What do you hope to achieve by the end of 2018?
A New Year’s Eve kiss. If you know anyone who’d be interested, direct them towards my D.M.s. Haha. But, if that’s not achievable then a whole bunch of streams on my E.P. would be really nice.
Do you already have plans for 2019?
Yep. I’m spending the first few months in the French Alps as a resident musician in a bar; then, hopefully, getting some more tunes out and doing some more gigs around the U.K.
Have you got a favourite memory from your time in music so far – the one that sticks in the mind?
I did something I’ve always wanted to do in my gig in Cardiff. Half way through my electronic set; I stepped out totally unplugged into the audience with just me and my guitar and everyone sang along! Insane. It’s my new favourite thing.
Which three albums mean the most to you would you say (and why)?
Gosh. This is far too difficult; there’s no way I can pick a top-three but I’ll give you three good albums and why I chose them:
Torches by Foster the People means a lot to me because I listened to it on-repeat age fourteen with my good pal Tilda on a family holiday in Provence. We had an earphone each from my little U.S.B. Sony MP3 player (to which I had downloaded the live versions from YouTube of the album because my parents didn’t want to buy them for me) in our little twin bedroom when we were meant to be sleeping. Listening back to it now it still sounds sick.
Every Coldplay album has so much meaning for me and I adore the way that their albums flow from the first song to the last. But, Mylo Xyloto sticks out because, in our music class, three of my loveliest friends and I were allowed to go in a group for the Pop song project and we covered Paradise. We were then asked to perform it in the school concert which was a real beginning for me on the Pop music side of things.
Retrospectacle - The Supertramp Anthology. I remember singing in the back of the car on many long family journeys to Scotland to visit my grandparents. There was a song for every sort of feeling and they really moved me. I was lucky enough to get to see Roger Hodgson live at the Albert Hall once as well.
If you could support any musician alive today, and choose your own rider, what would that entail?
It would have to be Coldplay. Their show is always incredible and every support act I’ve seen of theirs has subsequently blown up. As for the rider - a nice bunch of flowers, hot water; honey and lemon; tea and all of the food ever would probably do just fine to be honest.
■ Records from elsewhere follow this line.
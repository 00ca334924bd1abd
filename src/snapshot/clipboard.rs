//! Clipboard integration for snapshot payloads.

use std::process::{Command, Stdio};

use wl_clipboard_rs::copy::{MimeType, Options, Source};

use super::types::{ImagePayload, SnapError};

/// Copy a snapshot payload to the Wayland clipboard.
///
/// Attempts the wl-copy command first (provided by the wl-clipboard
/// package), falling back to the wl-clipboard-rs library if that fails.
/// Binary payloads are tagged `image/png`; data-URL payloads go up as plain
/// text.
pub fn copy_to_clipboard(payload: &ImagePayload) -> Result<(), SnapError> {
    log::debug!(
        "Attempting to copy snapshot to clipboard ({} bytes, {})",
        payload.len(),
        payload.mime_type()
    );

    match copy_via_command(payload) {
        Ok(()) => {
            log::info!("Successfully copied to clipboard via wl-copy command");
            Ok(())
        }
        Err(cmd_err) => {
            log::warn!(
                "wl-copy command path failed ({}). Falling back to wl-clipboard-rs",
                cmd_err
            );
            match copy_via_library(payload) {
                Ok(()) => {
                    log::info!("Successfully copied to clipboard via wl-clipboard-rs fallback");
                    Ok(())
                }
                Err(lib_err) => {
                    let combined = format!(
                        "wl-copy failed: {} ; wl-clipboard-rs failed: {}",
                        cmd_err, lib_err
                    );
                    Err(SnapError::ClipboardError(combined))
                }
            }
        }
    }
}

/// Copy to clipboard using wl-clipboard-rs library.
fn copy_via_library(payload: &ImagePayload) -> Result<(), SnapError> {
    use wl_clipboard_rs::copy::ServeRequests;

    let mime = match payload {
        ImagePayload::Png(_) => MimeType::Specific("image/png".to_string()),
        ImagePayload::DataUrl(_) => MimeType::Text,
    };

    let mut opts = Options::new();

    // Serve one paste then exit so the payload outlives this call.
    opts.serve_requests(ServeRequests::Only(1));

    opts.copy(Source::Bytes(payload.bytes().into()), mime)
        .map_err(|e| SnapError::ClipboardError(format!("wl-clipboard-rs error: {}", e)))?;

    Ok(())
}

/// Copy to clipboard by shelling out to wl-copy command.
fn copy_via_command(payload: &ImagePayload) -> Result<(), SnapError> {
    use std::io::Write;

    let mut child = Command::new("wl-copy")
        .arg("--type")
        .arg(payload.mime_type())
        .stdin(Stdio::piped())
        .stdout(Stdio::null())
        .stderr(Stdio::piped())
        .spawn()
        .map_err(|e| {
            SnapError::ClipboardError(format!("Failed to spawn wl-copy (is it installed?): {}", e))
        })?;

    if let Some(mut stdin) = child.stdin.take() {
        stdin.write_all(payload.bytes()).map_err(|e| {
            SnapError::ClipboardError(format!("Failed to write to wl-copy stdin: {}", e))
        })?;
    }

    let output = child
        .wait_with_output()
        .map_err(|e| SnapError::ClipboardError(format!("Failed to wait for wl-copy: {}", e)))?;

    if !output.status.success() {
        let stderr = String::from_utf8_lossy(&output.stderr);
        return Err(SnapError::ClipboardError(format!(
            "wl-copy failed: {}",
            stderr
        )));
    }

    log::debug!("wl-copy command completed successfully");
    Ok(())
}

/// Check if clipboard functionality is available.
///
/// Tests if wl-copy command exists as a basic availability check.
pub fn is_clipboard_available() -> bool {
    Command::new("wl-copy")
        .arg("--version")
        .stdout(Stdio::null())
        .stderr(Stdio::null())
        .status()
        .is_ok()
}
What advice would you give to new artists coming through?
I’m not sure I can really give advice at this stage, but I asked this same question in a Q&A with Christine and the Queens and she said “Only you know best I think. You can ask for advice if you want but only you know best”. I think that’s pretty good advice.
Do you have tour dates coming up? Where can we catch you play?
On the 25th November, I’m supporting Tom Williams in Guildford and on the 28th November I’ll be at Northern Guitars in Leeds. I’m also planning a bit of a party gig in Dorking on 17th December…so watch this space.
Do you get much time to chill away from music? How do you unwind?
I think time to chill is so important for staying sane. I go out walking with my dog Jasper and I like to read - but there’s nothing quite like a cup of tea and a movie.
Finally, and for being a good sport; you can choose a song and I’ll play it here (not any of your music - I will do that).
It’s got to be Crying Over You by HONNE. Can’t stop playing that at the minute!